Kode Broker BEI Dibuka: Transparansi Dongkrak Pasar Saham?

Kode Broker BEI Dibuka: Transparansi Dongkrak Pasar Saham?

Blog & Tips – JAKARTA — Rencana Bursa Efek Indonesia (BEI) untuk kembali membuka informasi kode broker disambut dengan optimisme sebagai langkah positif yang strategis. Kebijakan ini, terutama jika dibarengi dengan pembukaan data domisili investor, dipercaya dapat memberikan dampak signifikan dalam upaya mendongkrak rata-rata nilai transaksi harian (RNTH) di pasar modal Indonesia.

Budi Frensidy, Guru Besar Keuangan & Pasar Modal UI, menyoroti bahwa merosotnya RNTH pada tahun ini lebih dipicu oleh kondisi pasar yang sedang lesu atau bearish. Ia meyakini, jika sentimen pasar kembali positif atau bullish, volume transaksi harian pasti akan turut melonjak. Menanggapi rencana BEI, Frensidy menegaskan, “Pembukaan kode broker akan mampu meningkatkan RNTH, dan dampaknya akan jauh lebih besar lagi jika diikuti dengan pembukaan data domisili [investor].”

Meski demikian, peningkatan jumlah investor ritel yang signifikan dalam beberapa tahun terakhir belum secara langsung mendorong lonjakan transaksi harian. Hal ini dikarenakan dana kelolaan atau modal yang dimiliki oleh investor-investor baru ini masih tergolong kecil, sehingga dampaknya terhadap total volume transaksi belum optimal. “Tambahan investor yang relatif banyak tidak banyak efeknya jika dana kelolaannya masih kecil,” tambah Budi Frensidy.
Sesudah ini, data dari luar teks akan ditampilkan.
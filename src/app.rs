//! Startup/shutdown orchestration: load config, build the catalog and
//! selector, start the tunnel pool, spawn the client-facing listeners and
//! the admin surface, then wait for a shutdown signal.
//!
//! Grounded on the teacher's `app.rs` for the `init_tracing`/
//! `wait_for_shutdown` ambient-stack shape (ctrl-c + SIGTERM select).

use std::net::SocketAddr;
use std::sync::Arc;

use tracing_subscriber::EnvFilter;

use crate::acceptor::{plain_http, socks5};
use crate::admin;
use crate::catalog::client::HttpNodeCatalog;
use crate::catalog::{tunnel_url_for, NodeCatalog};
use crate::config::{self, ConfigFile, SelectorType};
use crate::pool::TunnelPool;
use crate::selector::{AutoSelector, FixSelector, Selector, TunInfo, WebSelector};
use crate::state::AppState;
use crate::tunnel::TunnelDialOptions;

pub fn init_tracing(level: &str) {
    let filter = EnvFilter::try_from_default_env().unwrap_or_else(|_| {
        let directive = if level.eq_ignore_ascii_case("debug") {
            "debug"
        } else {
            "info"
        };
        EnvFilter::new(directive)
    });
    tracing_subscriber::fmt()
        .with_env_filter(filter)
        .with_target(true)
        .init();
}

pub async fn run(cli: config::Cli) -> anyhow::Result<()> {
    let cfg = config::load(&cli.config)?;
    init_tracing(&cfg.log.level);

    tracing::info!(config = %cli.config.display(), "starting meshgate");

    let catalog: Arc<dyn NodeCatalog> = Arc::new(HttpNodeCatalog::new(
        cfg.server.url.clone(),
        cfg.server.user_name.clone(),
        cfg.server.password.clone(),
    ));

    let (selector, web_selector): (Arc<dyn Selector>, Option<Arc<WebSelector>>) =
        build_selector(&cfg, Arc::clone(&catalog)).await?;

    let dial_opts = TunnelDialOptions::default();
    let pool = TunnelPool::start(cfg.tun.count, cfg.tun.cap, selector, dial_opts).await?;

    let state = Arc::new(AppState {
        config: cfg.clone(),
        catalog,
        pool: Arc::clone(&pool),
        web_selector,
    });

    let socks5_addr: SocketAddr = cfg.socks5.listen_address.parse()?;
    let http_addr: SocketAddr = cfg.http.listen_address.parse()?;
    let admin_addr: SocketAddr = cfg.local_http_server.listen_address.parse()?;
    let allow_plain_http = cfg.http.allow_plain_http;

    let socks5_pool = Arc::clone(&pool);
    tokio::spawn(async move {
        if let Err(e) = socks5::run(socks5_addr, socks5_pool).await {
            tracing::error!(error = %e, "socks5 acceptor exited");
        }
    });

    let http_pool = Arc::clone(&pool);
    tokio::spawn(async move {
        if let Err(e) = plain_http::run(http_addr, http_pool, allow_plain_http).await {
            tracing::error!(error = %e, "http acceptor exited");
        }
    });

    let admin_state = state.admin_state();
    tokio::spawn(async move {
        if let Err(e) = admin::run(admin_addr, admin_state).await {
            tracing::error!(error = %e, "admin surface exited");
        }
    });

    wait_for_shutdown().await;
    tracing::info!("shutdown signal received, exiting");
    Ok(())
}

async fn build_selector(
    cfg: &ConfigFile,
    catalog: Arc<dyn NodeCatalog>,
) -> anyhow::Result<(Arc<dyn Selector>, Option<Arc<WebSelector>>)> {
    match cfg.selector.selector_type {
        SelectorType::Fix => {
            if cfg.tun.url.is_empty() {
                anyhow::bail!("selector.type = \"fix\" requires tun.url");
            }
            let info = TunInfo {
                node_id: "fixed".to_string(),
                url: cfg.tun.url.clone(),
                relays: Vec::new(),
                auth: cfg.tun.auth_key.clone(),
            };
            Ok((Arc::new(FixSelector::new(vec![info])), None))
        }
        SelectorType::Auto => {
            let sel = Arc::new(AutoSelector::new(
                catalog,
                cfg.selector.area_id.clone(),
                cfg.tun.auth_key.clone(),
                cfg.selector.probe_timeout(),
            ));
            Ok((sel, None))
        }
        SelectorType::Web => {
            let pinned_id = if !cfg.selector.default_node_id.is_empty() {
                cfg.selector.default_node_id.clone()
            } else {
                cfg.node.id.clone()
            };
            let initial = if pinned_id.is_empty() {
                None
            } else {
                let (project, node) = catalog.find_node(&pinned_id).await?;
                Some(TunInfo {
                    node_id: node.id.clone(),
                    url: tunnel_url_for(&project, &node),
                    relays: Vec::new(),
                    auth: cfg.tun.auth_key.clone(),
                })
            };
            let web = Arc::new(WebSelector::new(initial));
            Ok((web.clone() as Arc<dyn Selector>, Some(web)))
        }
    }
}

#[cfg(unix)]
async fn wait_for_shutdown() {
    use tokio::signal::unix::{signal, SignalKind};
    let mut sigterm = signal(SignalKind::terminate()).expect("failed to install SIGTERM handler");
    tokio::select! {
        _ = tokio::signal::ctrl_c() => {}
        _ = sigterm.recv() => {}
    }
}

#[cfg(not(unix))]
async fn wait_for_shutdown() {
    let _ = tokio::signal::ctrl_c().await;
}
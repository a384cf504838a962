//! Acceptor bridge (C6, spec.md §4.6): translates client-facing SOCKS5,
//! HTTP-CONNECT and plain-HTTP intents into `TunnelPool` accept calls.
//!
//! Grounded on the teacher's `proxy/server.rs` for the per-connection
//! accept-loop shape (bind, accept, spawn, set `TCP_NODELAY`) and on
//! `proxy/connect.rs` for parsing a `CONNECT host:port` request line. Unlike
//! the teacher, the HTTP-facing listener here never drives a full
//! `hyper::server::conn` service: spec.md §4.6 requires the *raw* hijacked
//! TCP connection (no intervening hyper `Response`/upgrade machinery) because
//! the `Tunnel` itself writes the "200 Connection Established" line directly
//! to that connection (§4.3). A minimal request-line-and-headers reader
//! (below) stands in for hyper's server loop on that one listener, while the
//! admin surface (`crate::admin`) — an ordinary request/response HTTP
//! server — still uses hyper in the usual way.

pub mod http_connect;
pub mod plain_http;
pub mod socks5;

use bytes::{Bytes, BytesMut};
use tokio::io::{AsyncRead, AsyncReadExt};

/// Largest request head (request line + headers) we'll buffer before giving
/// up. Generous for real client headers, small enough to bound memory for a
/// misbehaving or malicious peer.
const MAX_HEAD_SIZE: usize = 16 * 1024;

#[derive(Debug, Clone)]
pub struct RequestHead {
    pub method: String,
    /// The request-target as it appeared on the wire: `host:port` for
    /// CONNECT, an absolute or origin-form URI for everything else.
    pub target: String,
    pub version: String,
    pub headers: Vec<(String, String)>,
}

impl RequestHead {
    pub fn header(&self, name: &str) -> Option<&str> {
        self.headers
            .iter()
            .find(|(k, _)| k.eq_ignore_ascii_case(name))
            .map(|(_, v)| v.as_str())
    }
}

#[derive(Debug, thiserror::Error)]
pub enum HeadReadError {
    #[error("client closed connection before sending a complete request head")]
    ConnectionClosed,
    #[error("request head exceeded {0} bytes")]
    TooLarge(usize),
    #[error("malformed request head")]
    Malformed,
    #[error("io error reading request head: {0}")]
    Io(#[from] std::io::Error),
}

/// Read a request line and headers (up to the blank line) from `stream`,
/// without consuming any bytes past it. Returns the parsed head; any
/// leftover bytes already read (there are none past the terminator, by
/// construction) are not re-buffered, matching the CONNECT/plain-HTTP flows
/// which have no request body to preserve.
pub async fn read_request_head<S>(stream: &mut S) -> Result<RequestHead, HeadReadError>
where
    S: AsyncRead + Unpin,
{
    let mut buf = BytesMut::with_capacity(1024);
    let mut byte = [0u8; 1];
    loop {
        if buf.len() >= MAX_HEAD_SIZE {
            return Err(HeadReadError::TooLarge(MAX_HEAD_SIZE));
        }
        let n = stream.read(&mut byte).await?;
        if n == 0 {
            return Err(HeadReadError::ConnectionClosed);
        }
        buf.extend_from_slice(&byte);
        if buf.len() >= 4 && &buf[buf.len() - 4..] == b"\r\n\r\n" {
            break;
        }
    }
    parse_request_head(&buf).ok_or(HeadReadError::Malformed)
}

fn parse_request_head(buf: &[u8]) -> Option<RequestHead> {
    let text = std::str::from_utf8(buf).ok()?;
    let mut lines = text.split("\r\n");
    let request_line = lines.next()?;
    let mut parts = request_line.split_whitespace();
    let method = parts.next()?.to_string();
    let target = parts.next()?.to_string();
    let version = parts.next()?.to_string();

    let mut headers = Vec::new();
    for line in lines {
        if line.is_empty() {
            break;
        }
        let (name, value) = line.split_once(':')?;
        headers.push((name.trim().to_string(), value.trim().to_string()));
    }

    Some(RequestHead {
        method,
        target,
        version,
        headers,
    })
}

/// Split `host:port` (CONNECT authority or a `Host:` header value) into its
/// parts, honoring `[ipv6]:port` bracketing. Returns `(host, Some(port))`
/// or `(host, None)` if no port was present.
pub fn split_host_port(s: &str) -> (String, Option<u16>) {
    if let Some(rest) = s.strip_prefix('[') {
        if let Some(end) = rest.find(']') {
            let host = &rest[..end];
            let after = &rest[end + 1..];
            let port = after.strip_prefix(':').and_then(|p| p.parse().ok());
            return (host.to_string(), port);
        }
    }
    match s.rsplit_once(':') {
        Some((host, port)) if port.chars().all(|c| c.is_ascii_digit()) && !port.is_empty() => {
            (host.to_string(), port.parse().ok())
        }
        _ => (s.to_string(), None),
    }
}

/// Rebuild a raw HTTP/1.1 request head as bytes, with `Host:` forced to
/// `host_override`. Used by the plain-HTTP acceptor (§4.6) to reconstruct
/// the header it forwards as a single `ReqData` frame.
///
/// spec.md §9 flags the Go original's choice of the client's `RemoteAddr`
/// for this header as almost certainly a bug; per SPEC_FULL.md §6 this
/// implementation uses the intended value, the destination's own address.
pub fn rebuild_request_head(head: &RequestHead, request_line_target: &str, host_override: &str) -> Bytes {
    let mut out = format!(
        "{} {} {}\r\n",
        head.method, request_line_target, head.version
    );
    for (name, value) in &head.headers {
        if name.eq_ignore_ascii_case("host") {
            continue;
        }
        out.push_str(name);
        out.push_str(": ");
        out.push_str(value);
        out.push_str("\r\n");
    }
    out.push_str("Host: ");
    out.push_str(host_override);
    out.push_str("\r\n\r\n");
    Bytes::from(out.into_bytes())
}

#[cfg(test)]
mod tests {
    use super::*;

    #[tokio::test]
    async fn reads_connect_request_head() {
        let raw = b"CONNECT example.com:443 HTTP/1.1\r\nHost: example.com:443\r\nUser-Agent: test\r\n\r\n";
        let mut stream = tokio_test::io::Builder::new().read(raw).build();
        let head = read_request_head(&mut stream).await.unwrap();
        assert_eq!(head.method, "CONNECT");
        assert_eq!(head.target, "example.com:443");
        assert_eq!(head.version, "HTTP/1.1");
        assert_eq!(head.header("host"), Some("example.com:443"));
        assert_eq!(head.header("User-Agent"), Some("test"));
    }

    #[tokio::test]
    async fn rejects_truncated_connection() {
        let mut stream = tokio_test::io::Builder::new()
            .read(b"GET / HTTP/1.1\r\nHost: x\r\n")
            .build();
        let err = read_request_head(&mut stream).await.unwrap_err();
        assert!(matches!(err, HeadReadError::ConnectionClosed));
    }

    #[test]
    fn split_host_port_plain() {
        assert_eq!(
            split_host_port("example.com:80"),
            ("example.com".to_string(), Some(80))
        );
        assert_eq!(split_host_port("example.com"), ("example.com".to_string(), None));
    }

    #[test]
    fn split_host_port_ipv6() {
        assert_eq!(
            split_host_port("[::1]:8080"),
            ("::1".to_string(), Some(8080))
        );
    }

    #[test]
    fn rebuild_forces_host_override() {
        let head = RequestHead {
            method: "GET".to_string(),
            target: "http://old-host/path".to_string(),
            version: "HTTP/1.1".to_string(),
            headers: vec![
                ("Host".to_string(), "old-host".to_string()),
                ("Accept".to_string(), "*/*".to_string()),
            ],
        };
        let rebuilt = rebuild_request_head(&head, "/path", "example.com");
        let text = String::from_utf8(rebuilt.to_vec()).unwrap();
        assert!(text.starts_with("GET /path HTTP/1.1\r\n"));
        assert!(text.contains("Host: example.com\r\n"));
        assert!(!text.contains("old-host"));
        assert!(text.ends_with("\r\n\r\n"));
    }
}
Menyikapi dinamika pasar saham saat ini, Budi Frensidy juga mengemukakan pentingnya Indonesia mencontoh praktik dari bursa-bursa global terkemuka. Di bursa-bursa tersebut, peran market maker atau liquidity provider sangat sentral dalam menjaga dan meningkatkan likuiditas pasar, sebuah elemen krusial bagi pasar yang efisien dan aktif.

Senada dengan pandangan tersebut, Teguh Hidayat, seorang pengamat pasar modal, turut menyambut positif inisiatif BEI untuk membuka kembali kode broker serta data domisili transaksi, baik dari investor lokal maupun asing. Menurutnya, langkah ini krusial untuk kembali mendongkrak nilai transaksi di pasar saham setelah sempat menurun.
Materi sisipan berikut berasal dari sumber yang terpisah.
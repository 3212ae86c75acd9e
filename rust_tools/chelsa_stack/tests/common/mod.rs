//! Fixtures shared by the integration suites: GDAL-written tiles and a
//! loopback HTTP server that hands them out.
#![allow(dead_code)]

use gdal::raster::Buffer;
use gdal::spatial_ref::SpatialRef;
use gdal::{Dataset, DriverManager};
use std::io::{BufRead, BufReader, Write};
use std::net::{TcpListener, TcpStream};
use std::path::Path;
use std::process::Command;
use std::thread;

pub const WGS84_WKT: &str = r#"GEOGCS["WGS 84",DATUM["WGS_1984",SPHEROID["WGS 84",6378137,298.257223563,AUTHORITY["EPSG","7030"]],AUTHORITY["EPSG","6326"]],PRIMEM["Greenwich",0,AUTHORITY["EPSG","8901"]],UNIT["degree",0.0174532925199433,AUTHORITY["EPSG","9122"]],AUTHORITY["EPSG","4326"]]"#;

// Half-degree grid over lon -20..20, lat 40..70
pub const TILE_GT: [f64; 6] = [-20.0, 0.5, 0.0, 70.0, 0.0, -0.5];
pub const TILE_SIZE: (usize, usize) = (80, 60);
pub const NODATA: f64 = -9999.0;

// 50 km Web Mercator grid over x -2000..2000 km, y 6000..10000 km
// (about lon -18..18, lat 47.4..66.4)
pub const MERCATOR_GT: [f64; 6] = [-2.0e6, 50_000.0, 0.0, 1.0e7, 0.0, -50_000.0];
pub const MERCATOR_SIZE: (usize, usize) = (80, 80);

/// Write a single-band f32 tile filled with `value`
pub fn write_raster(path: &Path, geotransform: &[f64; 6], size: (usize, usize), wkt: &str, value: f32) {
    let (width, height) = size;
    let driver = DriverManager::get_driver_by_name("GTiff").unwrap();
    let mut dataset = driver
        .create_with_band_type::<f32, _>(path, width, height, 1)
        .unwrap();
    dataset.set_geo_transform(geotransform).unwrap();
    dataset.set_projection(wkt).unwrap();

    let mut band = dataset.rasterband(1).unwrap();
    let mut buffer = Buffer::new((width, height), vec![value; width * height]);
    band.write((0, 0), (width, height), &mut buffer).unwrap();
    band.set_no_data_value(Some(NODATA)).unwrap();
}

/// WGS84 tile on the half-degree grid
pub fn write_tile(path: &Path, value: f32) {
    write_raster(path, &TILE_GT, TILE_SIZE, WGS84_WKT, value);
}

/// Web Mercator tile covering Britain and Ireland
pub fn write_mercator_tile(path: &Path, value: f32) {
    let wkt = SpatialRef::from_epsg(3857).unwrap().to_wkt().unwrap();
    write_raster(path, &MERCATOR_GT, MERCATOR_SIZE, &wkt, value);
}

pub fn read_band(path: &Path, index: usize) -> Vec<f32> {
    let dataset = Dataset::open(path).unwrap();
    let band = dataset.rasterband(index).unwrap();
    let (width, height) = dataset.raster_size();
    let buffer = band
        .read_as::<f32>((0, 0), (width, height), (width, height), None)
        .unwrap();
    buffer.into_iter().collect()
}

/// Reprojection shells out to gdalwarp; suites skip those cases without it
pub fn gdalwarp_available() -> bool {
    let found = Command::new("gdalwarp")
        .arg("--version")
        .output()
        .map(|o| o.status.success())
        .unwrap_or(false);
    if !found {
        eprintln!("gdalwarp not found, skipping");
    }
    found
}

/// What the server answers for one path
#[derive(Clone)]
pub struct Route {
    pub path: String,
    pub body: Vec<u8>,
    /// Announce more bytes than are sent, then hang up
    pub truncated: bool,
}

impl Route {
    pub fn file(path: &str, body: Vec<u8>) -> Self {
        Self {
            path: path.to_string(),
            body,
            truncated: false,
        }
    }

    pub fn truncated(path: &str, body: Vec<u8>) -> Self {
        Self {
            truncated: true,
            ..Self::file(path, body)
        }
    }
}

/// Serve `routes` on a loopback port; any other path is a 404.
/// Returns the base URL, e.g. `http://127.0.0.1:40123`.
pub fn serve(routes: Vec<Route>) -> String {
    let listener = TcpListener::bind("127.0.0.1:0").unwrap();
    let base = format!("http://{}", listener.local_addr().unwrap());

    thread::spawn(move || {
        for stream in listener.incoming().flatten() {
            let routes = routes.clone();
            thread::spawn(move || {
                let _ = respond(stream, &routes);
            });
        }
    });

    base
}

fn respond(mut stream: TcpStream, routes: &[Route]) -> std::io::Result<()> {
    let mut reader = BufReader::new(stream.try_clone()?);
    let mut request_line = String::new();
    reader.read_line(&mut request_line)?;
    loop {
        let mut header = String::new();
        if reader.read_line(&mut header)? == 0 || header == "\r\n" {
            break;
        }
    }

    let path = request_line.split_whitespace().nth(1).unwrap_or("/");
    match routes.iter().find(|r| r.path == path) {
        Some(route) => {
            let announced = if route.truncated {
                route.body.len() + 4096
            } else {
                route.body.len()
            };
            write!(
                stream,
                "HTTP/1.1 200 OK\r\nContent-Type: image/tiff\r\nContent-Length: {}\r\nConnection: close\r\n\r\n",
                announced
            )?;
            stream.write_all(&route.body)?;
        }
        None => write!(
            stream,
            "HTTP/1.1 404 Not Found\r\nContent-Length: 0\r\nConnection: close\r\n\r\n"
        )?,
    }
    stream.flush()
}

/// Entries left in a directory
pub fn entries(dir: &Path) -> Vec<String> {
    std::fs::read_dir(dir)
        .unwrap()
        .map(|e| e.unwrap().file_name().to_string_lossy().into_owned())
        .collect()
}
Teguh menjelaskan, penutupan kode broker dan informasi domisili investor selama ini justru berdampak negatif pada kalangan trader aktif. Padahal, para trader ini merupakan kontributor utama terhadap volume transaksi harian. Tanpa data tersebut, mereka kehilangan alat analisis penting, yang pada akhirnya membuat pasar saham menjadi kurang bergairah. “BEI ini selama beberapa tahun terakhir banyak eksperimen. Tapi kenyataannya semua yang dilakukan itu ternyata malah bikin pasar saham jadi sepi. Ya sudah berarti jangan dilakukan lagi. Balik lagi saja ke kebijakan-kebijakan yang dulu, yang tidak aneh-aneh seperti sekarang,” kritik Teguh, menyarankan agar BEI kembali pada kebijakan yang terbukti efektif di masa lalu.

Sebagai solusi jangka panjang yang lebih komprehensif, Teguh Hidayat juga menekankan pentingnya peningkatan kinerja fundamental perusahaan-perusahaan publik atau emiten. Selain itu, pembagian dividen yang lebih menarik bagi investor serta perbaikan kondisi ekonomi makro secara umum menjadi faktor krusial. “Jadi yang harus diperbaiki juga sebenarnya kinerja perusahaan, kinerja emiten. Dividen yang dibayarkan ke investor harus lebih besar, tetapi agar kinerja perusahaan-perusahaan lebih bagus ya berarti ekonominya juga harus bagus,” pungkasnya, menggarisbawahi keterkaitan antara kinerja korporasi dengan stabilitas ekonomi nasional.

Tidak kalah penting, Teguh juga menyoroti urgensi untuk mengoptimalkan sistem perlindungan investor di Indonesia yang dinilainya belum maksimal. Ia membandingkan dengan praktik di Wall Street, di mana ketika sebuah perusahaan bangkrut, asetnya dilikuidasi dan hasilnya dibagikan kepada investor. “Jadi meskipun mungkin investor tetap rugi, tapi duitnya enggak habis sama sekali. Masih ada sebagian yang balik,” jelasnya. Berbeda dengan kondisi di Indonesia, di mana jika perusahaan bangkrut, investor acap kali kehilangan segalanya tanpa ada pengembalian sama sekali, menyoroti celah perlindungan yang harus segera ditambal.